(SUPPLIED RECORDS Opens)

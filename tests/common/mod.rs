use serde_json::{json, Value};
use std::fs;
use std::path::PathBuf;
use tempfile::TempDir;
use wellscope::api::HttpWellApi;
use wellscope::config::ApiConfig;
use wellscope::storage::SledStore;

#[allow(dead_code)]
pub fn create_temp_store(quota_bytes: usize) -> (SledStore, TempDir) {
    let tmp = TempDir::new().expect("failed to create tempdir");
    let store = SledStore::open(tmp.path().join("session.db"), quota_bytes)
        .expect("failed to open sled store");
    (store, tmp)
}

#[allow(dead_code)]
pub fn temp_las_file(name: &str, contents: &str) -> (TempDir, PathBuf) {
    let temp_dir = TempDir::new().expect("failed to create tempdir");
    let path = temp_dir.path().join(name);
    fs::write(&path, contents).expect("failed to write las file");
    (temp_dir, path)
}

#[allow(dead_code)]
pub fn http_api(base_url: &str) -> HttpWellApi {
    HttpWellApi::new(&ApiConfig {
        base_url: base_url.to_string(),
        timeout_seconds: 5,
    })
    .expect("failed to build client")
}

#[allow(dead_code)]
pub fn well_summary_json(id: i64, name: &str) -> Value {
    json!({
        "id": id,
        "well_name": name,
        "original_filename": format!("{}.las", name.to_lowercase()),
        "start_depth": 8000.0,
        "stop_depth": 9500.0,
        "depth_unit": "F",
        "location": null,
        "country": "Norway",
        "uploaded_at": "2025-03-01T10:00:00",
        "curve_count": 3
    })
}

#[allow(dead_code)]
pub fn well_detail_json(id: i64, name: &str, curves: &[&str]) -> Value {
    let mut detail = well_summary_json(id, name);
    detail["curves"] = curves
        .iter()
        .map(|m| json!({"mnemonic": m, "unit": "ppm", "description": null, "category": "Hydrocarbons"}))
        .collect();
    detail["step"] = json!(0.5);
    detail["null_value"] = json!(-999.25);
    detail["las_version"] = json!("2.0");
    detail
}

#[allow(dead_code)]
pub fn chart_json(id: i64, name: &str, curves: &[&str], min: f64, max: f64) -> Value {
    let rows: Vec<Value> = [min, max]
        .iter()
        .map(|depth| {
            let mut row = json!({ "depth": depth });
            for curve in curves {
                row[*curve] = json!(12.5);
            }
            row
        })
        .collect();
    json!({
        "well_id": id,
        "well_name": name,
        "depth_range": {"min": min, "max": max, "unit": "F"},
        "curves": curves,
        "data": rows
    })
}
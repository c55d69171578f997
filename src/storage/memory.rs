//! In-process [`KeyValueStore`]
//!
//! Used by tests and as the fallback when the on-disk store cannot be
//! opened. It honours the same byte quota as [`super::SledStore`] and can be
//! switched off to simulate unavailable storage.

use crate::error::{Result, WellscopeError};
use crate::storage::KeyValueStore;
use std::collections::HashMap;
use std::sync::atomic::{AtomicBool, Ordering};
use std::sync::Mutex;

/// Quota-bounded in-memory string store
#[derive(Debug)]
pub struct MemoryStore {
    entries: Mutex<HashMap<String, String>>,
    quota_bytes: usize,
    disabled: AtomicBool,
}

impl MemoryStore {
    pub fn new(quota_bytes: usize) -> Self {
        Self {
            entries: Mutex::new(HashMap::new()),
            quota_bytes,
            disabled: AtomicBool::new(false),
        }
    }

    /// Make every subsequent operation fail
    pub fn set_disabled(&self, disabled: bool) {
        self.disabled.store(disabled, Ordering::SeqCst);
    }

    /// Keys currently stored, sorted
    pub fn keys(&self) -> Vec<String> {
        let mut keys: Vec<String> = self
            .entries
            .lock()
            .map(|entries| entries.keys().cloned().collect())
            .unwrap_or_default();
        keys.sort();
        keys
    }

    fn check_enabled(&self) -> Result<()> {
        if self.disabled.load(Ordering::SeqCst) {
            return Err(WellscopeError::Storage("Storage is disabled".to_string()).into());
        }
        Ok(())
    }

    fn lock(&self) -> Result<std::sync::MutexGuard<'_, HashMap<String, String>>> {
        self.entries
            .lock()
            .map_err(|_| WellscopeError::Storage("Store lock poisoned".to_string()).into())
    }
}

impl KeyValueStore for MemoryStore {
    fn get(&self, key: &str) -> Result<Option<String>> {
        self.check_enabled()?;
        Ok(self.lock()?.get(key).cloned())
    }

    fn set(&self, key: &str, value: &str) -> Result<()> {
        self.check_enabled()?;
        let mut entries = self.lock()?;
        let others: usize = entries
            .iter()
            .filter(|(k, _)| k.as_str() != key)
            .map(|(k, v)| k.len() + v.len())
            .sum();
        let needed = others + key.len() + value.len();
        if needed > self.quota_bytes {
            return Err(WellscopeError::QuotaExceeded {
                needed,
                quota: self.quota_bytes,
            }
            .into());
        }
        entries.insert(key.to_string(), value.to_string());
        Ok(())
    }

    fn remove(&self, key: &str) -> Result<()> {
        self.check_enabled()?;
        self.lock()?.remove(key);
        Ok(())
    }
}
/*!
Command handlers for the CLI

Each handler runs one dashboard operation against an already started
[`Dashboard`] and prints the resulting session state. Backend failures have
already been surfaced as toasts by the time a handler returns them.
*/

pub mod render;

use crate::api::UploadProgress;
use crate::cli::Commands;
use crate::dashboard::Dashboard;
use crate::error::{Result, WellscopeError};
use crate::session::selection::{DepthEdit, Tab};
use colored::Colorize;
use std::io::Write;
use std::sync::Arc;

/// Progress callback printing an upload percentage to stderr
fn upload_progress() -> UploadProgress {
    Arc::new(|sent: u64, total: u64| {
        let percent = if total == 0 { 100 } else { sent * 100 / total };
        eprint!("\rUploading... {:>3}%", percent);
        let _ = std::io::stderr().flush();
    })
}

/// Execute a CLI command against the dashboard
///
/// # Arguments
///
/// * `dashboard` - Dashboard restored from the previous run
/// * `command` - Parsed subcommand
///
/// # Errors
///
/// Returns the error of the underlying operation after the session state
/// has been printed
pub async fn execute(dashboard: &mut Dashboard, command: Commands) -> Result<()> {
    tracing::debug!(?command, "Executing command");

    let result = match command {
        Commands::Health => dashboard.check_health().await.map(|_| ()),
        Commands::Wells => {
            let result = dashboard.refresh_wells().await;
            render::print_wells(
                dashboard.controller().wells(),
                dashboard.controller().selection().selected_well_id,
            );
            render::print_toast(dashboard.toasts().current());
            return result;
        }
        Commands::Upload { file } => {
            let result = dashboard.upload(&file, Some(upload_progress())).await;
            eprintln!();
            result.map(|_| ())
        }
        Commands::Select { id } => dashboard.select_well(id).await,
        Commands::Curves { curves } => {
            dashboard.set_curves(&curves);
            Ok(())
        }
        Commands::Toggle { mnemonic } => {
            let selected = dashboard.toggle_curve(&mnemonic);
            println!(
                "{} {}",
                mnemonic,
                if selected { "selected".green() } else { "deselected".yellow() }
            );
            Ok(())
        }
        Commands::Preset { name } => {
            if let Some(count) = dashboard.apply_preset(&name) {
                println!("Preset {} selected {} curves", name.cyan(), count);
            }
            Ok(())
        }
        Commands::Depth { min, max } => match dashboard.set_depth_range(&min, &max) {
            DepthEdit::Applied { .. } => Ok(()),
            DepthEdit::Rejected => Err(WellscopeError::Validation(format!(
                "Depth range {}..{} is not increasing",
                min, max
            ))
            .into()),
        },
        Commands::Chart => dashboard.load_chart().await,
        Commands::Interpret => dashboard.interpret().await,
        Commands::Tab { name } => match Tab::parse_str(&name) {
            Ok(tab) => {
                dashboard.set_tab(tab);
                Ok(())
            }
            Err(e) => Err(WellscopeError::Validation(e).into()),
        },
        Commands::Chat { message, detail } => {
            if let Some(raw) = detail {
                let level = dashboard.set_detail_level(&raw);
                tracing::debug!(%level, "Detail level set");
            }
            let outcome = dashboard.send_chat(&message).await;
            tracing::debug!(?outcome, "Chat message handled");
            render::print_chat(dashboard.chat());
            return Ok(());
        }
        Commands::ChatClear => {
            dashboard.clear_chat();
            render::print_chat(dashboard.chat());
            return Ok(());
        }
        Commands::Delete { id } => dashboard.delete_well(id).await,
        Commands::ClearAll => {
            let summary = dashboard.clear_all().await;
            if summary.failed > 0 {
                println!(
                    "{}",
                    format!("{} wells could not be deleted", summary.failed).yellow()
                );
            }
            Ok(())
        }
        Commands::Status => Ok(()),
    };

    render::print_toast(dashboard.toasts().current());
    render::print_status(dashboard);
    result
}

(SUPPLIED RECORDS Closes)

YOUR ASSIGNMENT
Wherever the string "match" appears in the data above, report the whole line.

SOLUTION FOR THIS PROBLEM
    let result = match command {
        Commands::Depth { min, max } => match dashboard.set_depth_range(&min, &max) {
        Commands::Tab { name } => match Tab::parse_str(&name) {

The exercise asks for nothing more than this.